Task description
All of the data that follows should be retyped exactly as it appears.

═══ Information provided

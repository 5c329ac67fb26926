//! # Workflow
//!
//! Owns a bus, a set of processors and the context that governs them.
//!
//! ## Startup Sequence
//!
//! 1. Build processors with `Workflow::processor` and register them with `add`
//! 2. `start` starts every processor in registration order
//! 3. If `drain_interval_ms` is configured, a periodic buffer drain is spawned
//! 4. `shutdown` cancels the shared context and waits for every run loop

use crate::config::EngineConfig;
use crate::error::ProcessorError;
use crate::processor::Processor;
use std::sync::Arc;
use tokio::task::JoinHandle;
use tokio_util::sync::CancellationToken;
use tracing::{error, info, warn};
use workflow_bus::Bus;

/// A pipeline of processors sharing one bus and one cancellation context.
pub struct Workflow {
    bus: Arc<Bus>,
    config: EngineConfig,
    processors: Vec<Processor>,
    token: CancellationToken,
    drain_task: Option<JoinHandle<()>>,
}

impl Workflow {
    /// Create an empty workflow with its own bus.
    #[must_use]
    pub fn new(config: EngineConfig) -> Self {
        info!(
            topic_buffer_capacity = config.topic_buffer_capacity,
            subscriber_capacity = config.subscriber_capacity,
            "Creating workflow"
        );
        Self {
            bus: Arc::new(Bus::with_buffer_capacity(config.topic_buffer_capacity)),
            config,
            processors: Vec::new(),
            token: CancellationToken::new(),
            drain_task: None,
        }
    }

    #[must_use]
    pub fn bus(&self) -> &Arc<Bus> {
        &self.bus
    }

    #[must_use]
    pub fn config(&self) -> &EngineConfig {
        &self.config
    }

    /// The context shared by every processor; cancel it to stop the pipeline.
    #[must_use]
    pub fn token(&self) -> &CancellationToken {
        &self.token
    }

    /// A new processor on this workflow's bus, sized by its configuration.
    #[must_use]
    pub fn processor(&self, name: &str, egress: &[&str]) -> Processor {
        Processor::with_config(name, Arc::clone(&self.bus), egress, &self.config)
    }

    /// Register a processor; returns its id.
    pub fn add(&mut self, processor: Processor) -> u64 {
        let id = processor.id();
        self.processors.push(processor);
        id
    }

    #[must_use]
    pub fn processors(&self) -> &[Processor] {
        &self.processors
    }

    /// Find a registered processor by name.
    #[must_use]
    pub fn find(&self, name: &str) -> Option<&Processor> {
        self.processors.iter().find(|p| p.name() == name)
    }

    /// Start every registered processor.
    ///
    /// On the first failure the shared context is cancelled, so processors
    /// that already started wind down, and the error names the offender.
    pub fn start(&mut self) -> Result<(), ProcessorError> {
        for processor in &mut self.processors {
            if let Err(e) = processor.start(Some(self.token.clone())) {
                error!(processor = processor.name(), error = %e, "Processor failed to start");
                self.token.cancel();
                return Err(ProcessorError::Start {
                    processor: processor.name().to_string(),
                    source: Box::new(e),
                });
            }
        }

        if let Some(period) = self.config.drain_interval() {
            self.drain_task = Some(self.bus.spawn_periodic_drain(period, self.token.clone()));
        }

        info!(processors = self.processors.len(), "Workflow started");
        Ok(())
    }

    /// Drain every topic buffer once.
    pub fn drain(&self) -> usize {
        self.bus.drain_topics_buffer()
    }

    /// Cancel the context and wait for all run loops to finish.
    pub async fn shutdown(&mut self) {
        info!("Initiating workflow shutdown...");
        self.token.cancel();

        for processor in &mut self.processors {
            processor.join().await;
        }
        if let Some(task) = self.drain_task.take() {
            if let Err(e) = task.await {
                warn!(error = %e, "Drain task panicked");
            }
        }

        info!("Workflow shutdown complete");
    }
}

impl std::fmt::Debug for Workflow {
    fn fmt(&self, f: &mut std::fmt::Formatter<'_>) -> std::fmt::Result {
        f.debug_struct("Workflow")
            .field("config", &self.config)
            .field("processors", &self.processors)
            .field("cancelled", &self.token.is_cancelled())
            .finish()
    }
}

══════

Response to the exercise
repository 5c329ac67fb26926
//! # Workflow
//!
//! Owns a bus, a set of processors and the context that governs them.
//!
//! ## Startup Sequence
//!
//! 1. Build processors with `Workflow::processor` and register them with `add`
//! 2. `start` starts every processor in registration order
//! 3. If `drain_interval_ms` is configured, a periodic buffer drain is spawned
//! 4. `shutdown` cancels the shared context and waits for every run loop

use crate::config::EngineConfig;
use crate::error::ProcessorError;
use crate::processor::Processor;
use std::sync::Arc;
use tokio::task::JoinHandle;
use tokio_util::sync::CancellationToken;
use tracing::{error, info, warn};
use workflow_bus::Bus;

/// A pipeline of processors sharing one bus and one cancellation context.
pub struct Workflow {
    bus: Arc<Bus>,
    config: EngineConfig,
    processors: Vec<Processor>,
    token: CancellationToken,
    drain_task: Option<JoinHandle<()>>,
}

impl Workflow {
    /// Create an empty workflow with its own bus.
    #[must_use]
    pub fn new(config: EngineConfig) -> Self {
        info!(
            topic_buffer_capacity = config.topic_buffer_capacity,
            subscriber_capacity = config.subscriber_capacity,
            "Creating workflow"
        );
        Self {
            bus: Arc::new(Bus::with_buffer_capacity(config.topic_buffer_capacity)),
            config,
            processors: Vec::new(),
            token: CancellationToken::new(),
            drain_task: None,
        }
    }

    #[must_use]
    pub fn bus(&self) -> &Arc<Bus> {
        &self.bus
    }

    #[must_use]
    pub fn config(&self) -> &EngineConfig {
        &self.config
    }

    /// The context shared by every processor; cancel it to stop the pipeline.
    #[must_use]
    pub fn token(&self) -> &CancellationToken {
        &self.token
    }

    /// A new processor on this workflow's bus, sized by its configuration.
    #[must_use]
    pub fn processor(&self, name: &str, egress: &[&str]) -> Processor {
        Processor::with_config(name, Arc::clone(&self.bus), egress, &self.config)
    }

    /// Register a processor; returns its id.
    pub fn add(&mut self, processor: Processor) -> u64 {
        let id = processor.id();
        self.processors.push(processor);
        id
    }

    #[must_use]
    pub fn processors(&self) -> &[Processor] {
        &self.processors
    }

    /// Find a registered processor by name.
    #[must_use]
    pub fn find(&self, name: &str) -> Option<&Processor> {
        self.processors.iter().find(|p| p.name() == name)
    }

    /// Start every registered processor.
    ///
    /// On the first failure the shared context is cancelled, so processors
    /// that already started wind down, and the error names the offender.
    pub fn start(&mut self) -> Result<(), ProcessorError> {
        for processor in &mut self.processors {
            if let Err(e) = processor.start(Some(self.token.clone())) {
                error!(processor = processor.name(), error = %e, "Processor failed to start");
                self.token.cancel();
                return Err(ProcessorError::Start {
                    processor: processor.name().to_string(),
                    source: Box::new(e),
                });
            }
        }

        if let Some(period) = self.config.drain_interval() {
            self.drain_task = Some(self.bus.spawn_periodic_drain(period, self.token.clone()));
        }

        info!(processors = self.processors.len(), "Workflow started");
        Ok(())
    }

    /// Drain every topic buffer once.
    pub fn drain(&self) -> usize {
        self.bus.drain_topics_buffer()
    }

    /// Cancel the context and wait for all run loops to finish.
    pub async fn shutdown(&mut self) {
        info!("Initiating workflow shutdown...");
        self.token.cancel();

        for processor in &mut self.processors {
            processor.join().await;
        }
        if let Some(task) = self.drain_task.take() {
            if let Err(e) = task.await {
                warn!(error = %e, "Drain task panicked");
            }
        }

        info!("Workflow shutdown complete");
    }
}

impl std::fmt::Debug for Workflow {
    fn fmt(&self, f: &mut std::fmt::Formatter<'_>) -> std::fmt::Result {
        f.debug_struct("Workflow")
            .field("config", &self.config)
            .field("processors", &self.processors)
            .field("cancelled", &self.token.is_cancelled())
            .finish()
    }
}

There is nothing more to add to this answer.